Watermelon sorbet is the perfect treat to cool off on a hot summer day! Made with just a few simple ingredients, you can’t beat the taste of fresh watermelon!
My dad grew up in Green River, Utah. Otherwise known as the “Watermelon Capitol of the World.” At least according to him.
He would always get irritated if my mom brought home a non-Green River watermelon. (Which was highly likely, since we lived in Seattle).
Many techniques have been developed for picking out the best-tasting watermelons.
You can knock on it and see if it has a hollow sound.
You can look for a big yellow spot on the underside.
You can look for “bee stings” on the skin.
But for my Dad, none of that was necessary.
“When I was a kid, you didn’t have to knock, kick, or punch a watermelon to see if it was good. You just went out into the field and picked one. EVERY one was good.”
And I kind of think he might have been right.
So in honor of the melon harvest in my father’s home town of Green River, Utah, (held every September and celebrated with “Melon Days”) I bring you this Watermelon Sorbet Recipe. Made with a Green River watermelon, of course.
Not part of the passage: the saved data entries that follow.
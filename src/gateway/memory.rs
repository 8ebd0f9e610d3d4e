//! In-process gateway backed by plain vectors.
//!
//! Mirrors the remote service's observable behaviour closely enough to
//! drive whole screens: transitions refuse records that already left the
//! pending state, deletes of unknown ids fail, and every call is counted.
//! Faults can be queued per operation to exercise failure paths.

use std::collections::HashMap;
use std::sync::Mutex;

use async_trait::async_trait;
use chrono::{DateTime, Utc};
use tracing::debug;

use super::{LeaveGateway, PayrollGateway, ResourceGateway};
use crate::error::{FieldError, GatewayError};
use crate::model::{
    Department, DepartmentPayload, Employee, EmployeePayload, JobRole, JobRolePayload,
    LeaveDecision, LeaveRequest, LeaveRequestPayload, LeaveStatus, Payroll, PayrollPayload,
    PayrollStatus, Record, ResourceKind,
};
use crate::session::Session;

/// Gateway operations that can be counted and failed on demand.
#[derive(Debug, Clone, Copy, PartialEq, Eq, Hash)]
pub enum Op {
    List,
    Get,
    Create,
    Update,
    Delete,
    Transition,
}

#[derive(Default)]
pub struct Tables {
    pub employees: Vec<Employee>,
    pub departments: Vec<Department>,
    pub job_roles: Vec<JobRole>,
    pub leaves: Vec<LeaveRequest>,
    pub payrolls: Vec<Payroll>,
}

#[derive(Default)]
struct State {
    tables: Tables,
    next_id: u64,
    calls: HashMap<(ResourceKind, Op), usize>,
    faults: HashMap<(ResourceKind, Op), Vec<GatewayError>>,
    acknowledge_only: bool,
}

impl State {
    /// Counts the call and pops a queued fault for it, if any.
    fn enter(&mut self, kind: ResourceKind, op: Op) -> Result<(), GatewayError> {
        *self.calls.entry((kind, op)).or_default() += 1;
        debug!(%kind, ?op, "In-memory gateway call");
        match self.faults.get_mut(&(kind, op)) {
            Some(queue) if !queue.is_empty() => Err(queue.remove(0)),
            _ => Ok(()),
        }
    }

    fn allocate_id(&mut self) -> u64 {
        self.next_id += 1;
        self.next_id
    }
}

/// Records the in-memory gateway knows how to store and build.
pub trait Stored: Record {
    fn table(tables: &mut Tables) -> &mut Vec<Self>;

    fn build(id: u64, payload: &Self::Payload, now: DateTime<Utc>) -> Self;

    /// Server-side shape checks, reported as field errors.
    fn check(_payload: &Self::Payload) -> Vec<FieldError> {
        Vec::new()
    }
}

impl Stored for Employee {
    fn table(tables: &mut Tables) -> &mut Vec<Self> {
        &mut tables.employees
    }

    fn build(id: u64, p: &EmployeePayload, _now: DateTime<Utc>) -> Self {
        Employee {
            id,
            user_id: p.user_id,
            employee_code: p.employee_code.clone(),
            first_name: p.first_name.clone(),
            last_name: p.last_name.clone(),
            email: p.email.clone(),
            phone: p.phone.clone(),
            address: p.address.clone(),
            date_of_birth: p.date_of_birth,
            department_id: p.department_id,
            job_role_id: p.job_role_id,
            hire_date: p.hire_date,
            leave_balance: p.leave_balance,
            status: Some("active".to_string()),
        }
    }

    fn check(p: &EmployeePayload) -> Vec<FieldError> {
        let mut errors = Vec::new();
        if p.first_name.trim().is_empty() {
            errors.push(FieldError::new("first_name", "must not be blank"));
        }
        if p.last_name.trim().is_empty() {
            errors.push(FieldError::new("last_name", "must not be blank"));
        }
        errors
    }
}

impl Stored for Department {
    fn table(tables: &mut Tables) -> &mut Vec<Self> {
        &mut tables.departments
    }

    fn build(id: u64, p: &DepartmentPayload, _now: DateTime<Utc>) -> Self {
        Department {
            id,
            name: p.name.clone(),
            description: p.description.clone(),
        }
    }

    fn check(p: &DepartmentPayload) -> Vec<FieldError> {
        if p.name.trim().is_empty() {
            vec![FieldError::new("name", "must not be blank")]
        } else {
            Vec::new()
        }
    }
}

impl Stored for JobRole {
    fn table(tables: &mut Tables) -> &mut Vec<Self> {
        &mut tables.job_roles
    }

    fn build(id: u64, p: &JobRolePayload, _now: DateTime<Utc>) -> Self {
        JobRole {
            id,
            title: p.title.clone(),
            base_salary: p.base_salary,
            description: p.description.clone(),
        }
    }

    fn check(p: &JobRolePayload) -> Vec<FieldError> {
        if p.base_salary <= 0.0 {
            vec![FieldError::new("base_salary", "must be greater than 0")]
        } else {
            Vec::new()
        }
    }
}

impl Stored for LeaveRequest {
    fn table(tables: &mut Tables) -> &mut Vec<Self> {
        &mut tables.leaves
    }

    fn build(id: u64, p: &LeaveRequestPayload, now: DateTime<Utc>) -> Self {
        LeaveRequest {
            id,
            employee_id: p.employee_id,
            start_date: p.start_date,
            end_date: p.end_date,
            leave_type: p.leave_type,
            reason: p.reason.clone(),
            status: LeaveStatus::Pending,
            applied_date: Some(now.date_naive()),
            approved_by: None,
        }
    }

    fn check(p: &LeaveRequestPayload) -> Vec<FieldError> {
        if p.start_date > p.end_date {
            vec![FieldError::new("start_date", "cannot be after end_date")]
        } else {
            Vec::new()
        }
    }
}

impl Stored for Payroll {
    fn table(tables: &mut Tables) -> &mut Vec<Self> {
        &mut tables.payrolls
    }

    fn build(id: u64, p: &PayrollPayload, now: DateTime<Utc>) -> Self {
        Payroll {
            id,
            employee_id: p.employee_id,
            month: p.month,
            year: p.year,
            base_salary: p.base_salary,
            allowances: p.allowances,
            deductions: p.deductions,
            net_salary: p.net_salary,
            status: PayrollStatus::Pending,
            generated_date: now,
            processed_date: None,
        }
    }

    fn check(p: &PayrollPayload) -> Vec<FieldError> {
        let mut errors = Vec::new();
        if !(1..=12).contains(&p.month) {
            errors.push(FieldError::new("month", "must be between 1 and 12"));
        }
        if p.base_salary <= 0.0 {
            errors.push(FieldError::new("base_salary", "must be greater than 0"));
        }
        errors
    }
}

#[derive(Default)]
pub struct InMemoryGateway {
    state: Mutex<State>,
}

impl InMemoryGateway {
    pub fn new() -> Self {
        Self::default()
    }

    /// Seeds records; ids are kept as given and later ids continue after them.
    pub fn seed<R: Stored>(&self, records: impl IntoIterator<Item = R>) {
        let mut state = self.lock();
        for record in records {
            state.next_id = state.next_id.max(record.id());
            R::table(&mut state.tables).push(record);
        }
    }

    /// Makes the next call of `op` on `kind` fail with `err`.
    pub fn fail_next(&self, kind: ResourceKind, op: Op, err: GatewayError) {
        self.lock().faults.entry((kind, op)).or_default().push(err);
    }

    /// Transitions succeed but answer without the updated record.
    pub fn acknowledge_transitions_only(&self, enabled: bool) {
        self.lock().acknowledge_only = enabled;
    }

    pub fn calls(&self, kind: ResourceKind, op: Op) -> usize {
        self.lock().calls.get(&(kind, op)).copied().unwrap_or(0)
    }

    /// Copy of the stored records of one type.
    pub fn records<R: Stored>(&self) -> Vec<R> {
        R::table(&mut self.lock().tables).clone()
    }

    /// Overwrites a stored record in place, bypassing every rule.
    pub fn replace<R: Stored>(&self, record: R) {
        let mut state = self.lock();
        if let Some(slot) = R::table(&mut state.tables)
            .iter_mut()
            .find(|r| r.id() == record.id())
        {
            *slot = record;
        }
    }

    fn lock(&self) -> std::sync::MutexGuard<'_, State> {
        // A panic while holding the lock only happens inside a failing test.
        self.state.lock().unwrap_or_else(|poisoned| poisoned.into_inner())
    }

    fn not_found(kind: ResourceKind, id: u64) -> GatewayError {
        GatewayError::NotFound(format!("{kind} #{id} not found"))
    }
}

#[async_trait]
impl<R: Stored> ResourceGateway<R> for InMemoryGateway {
    async fn list(&self, _session: &Session) -> Result<Vec<R>, GatewayError> {
        let mut state = self.lock();
        state.enter(R::KIND, Op::List)?;
        Ok(R::table(&mut state.tables).clone())
    }

    async fn get_by_id(&self, _session: &Session, id: u64) -> Result<R, GatewayError> {
        let mut state = self.lock();
        state.enter(R::KIND, Op::Get)?;
        R::table(&mut state.tables)
            .iter()
            .find(|r| r.id() == id)
            .cloned()
            .ok_or_else(|| Self::not_found(R::KIND, id))
    }

    async fn create(&self, _session: &Session, payload: &R::Payload) -> Result<R, GatewayError> {
        let mut state = self.lock();
        state.enter(R::KIND, Op::Create)?;
        let errors = R::check(payload);
        if !errors.is_empty() {
            return Err(GatewayError::Validation(errors));
        }
        let id = state.allocate_id();
        let record = R::build(id, payload, Utc::now());
        R::table(&mut state.tables).push(record.clone());
        Ok(record)
    }

    async fn update(
        &self,
        _session: &Session,
        id: u64,
        payload: &R::Payload,
    ) -> Result<R, GatewayError> {
        let mut state = self.lock();
        state.enter(R::KIND, Op::Update)?;
        let errors = R::check(payload);
        if !errors.is_empty() {
            return Err(GatewayError::Validation(errors));
        }
        let slot = R::table(&mut state.tables)
            .iter_mut()
            .find(|r| r.id() == id)
            .ok_or_else(|| Self::not_found(R::KIND, id))?;
        *slot = R::build(id, payload, Utc::now());
        Ok(slot.clone())
    }

    async fn delete(&self, _session: &Session, id: u64) -> Result<(), GatewayError> {
        let mut state = self.lock();
        state.enter(R::KIND, Op::Delete)?;
        let table = R::table(&mut state.tables);
        let before = table.len();
        table.retain(|r| r.id() != id);
        if table.len() == before {
            return Err(Self::not_found(R::KIND, id));
        }
        Ok(())
    }
}

#[async_trait]
impl LeaveGateway for InMemoryGateway {
    async fn list_pending(&self, _session: &Session) -> Result<Vec<LeaveRequest>, GatewayError> {
        let mut state = self.lock();
        state.enter(ResourceKind::LeaveRequest, Op::List)?;
        Ok(state
            .tables
            .leaves
            .iter()
            .filter(|l| l.is_pending())
            .cloned()
            .collect())
    }

    async fn list_by_employee(
        &self,
        _session: &Session,
        employee_id: u64,
    ) -> Result<Vec<LeaveRequest>, GatewayError> {
        let mut state = self.lock();
        state.enter(ResourceKind::LeaveRequest, Op::List)?;
        Ok(state
            .tables
            .leaves
            .iter()
            .filter(|l| l.employee_id == employee_id)
            .cloned()
            .collect())
    }

    async fn update_leave_status(
        &self,
        _session: &Session,
        id: u64,
        decision: LeaveDecision,
        approver_id: u64,
    ) -> Result<Option<LeaveRequest>, GatewayError> {
        let mut state = self.lock();
        state.enter(ResourceKind::LeaveRequest, Op::Transition)?;
        let acknowledge_only = state.acknowledge_only;
        let leave = state
            .tables
            .leaves
            .iter_mut()
            .find(|l| l.id == id)
            .ok_or_else(|| Self::not_found(ResourceKind::LeaveRequest, id))?;

        if !leave.is_pending() {
            return Err(GatewayError::Conflict(format!(
                "Leave request {id} is already {}",
                leave.status
            )));
        }

        leave.status = decision.resulting_status();
        leave.approved_by = Some(approver_id);
        Ok((!acknowledge_only).then(|| leave.clone()))
    }
}

#[async_trait]
impl PayrollGateway for InMemoryGateway {
    async fn list_by_employee(
        &self,
        _session: &Session,
        employee_id: u64,
    ) -> Result<Vec<Payroll>, GatewayError> {
        let mut state = self.lock();
        state.enter(ResourceKind::Payroll, Op::List)?;
        Ok(state
            .tables
            .payrolls
            .iter()
            .filter(|p| p.employee_id == employee_id)
            .cloned()
            .collect())
    }

    async fn process_payroll(
        &self,
        _session: &Session,
        id: u64,
    ) -> Result<Option<Payroll>, GatewayError> {
        let mut state = self.lock();
        state.enter(ResourceKind::Payroll, Op::Transition)?;
        let acknowledge_only = state.acknowledge_only;
        let payroll = state
            .tables
            .payrolls
            .iter_mut()
            .find(|p| p.id == id)
            .ok_or_else(|| Self::not_found(ResourceKind::Payroll, id))?;

        if !payroll.is_pending() {
            return Err(GatewayError::Conflict(format!(
                "Payroll {id} is already processed"
            )));
        }

        payroll.status = PayrollStatus::Processed;
        payroll.processed_date = Some(Utc::now());
        Ok((!acknowledge_only).then(|| payroll.clone()))
    }
}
(We recently went on a trip to Utah and stopped by a roadside stand in Green River to get a watermelon. My daughter picked out a HUGE one! It must have weighed 30 pounds! And yes–it was delicious).
Ingredients for Watermelon Sorbet
- fresh watermelon
- granulated sugar
- kosher sea salt
- lime juice
How to Make Watermelon Sorbet
First, cut your watermelon into chunks and remove any seeds. You’ll need about six cups of chunks.
Add the chunks to your blender.
Blend until nice and smooth. You’ll need 3 cups of juice (not including froth). If you have more than three cups, pour the extra in a cup and drink it!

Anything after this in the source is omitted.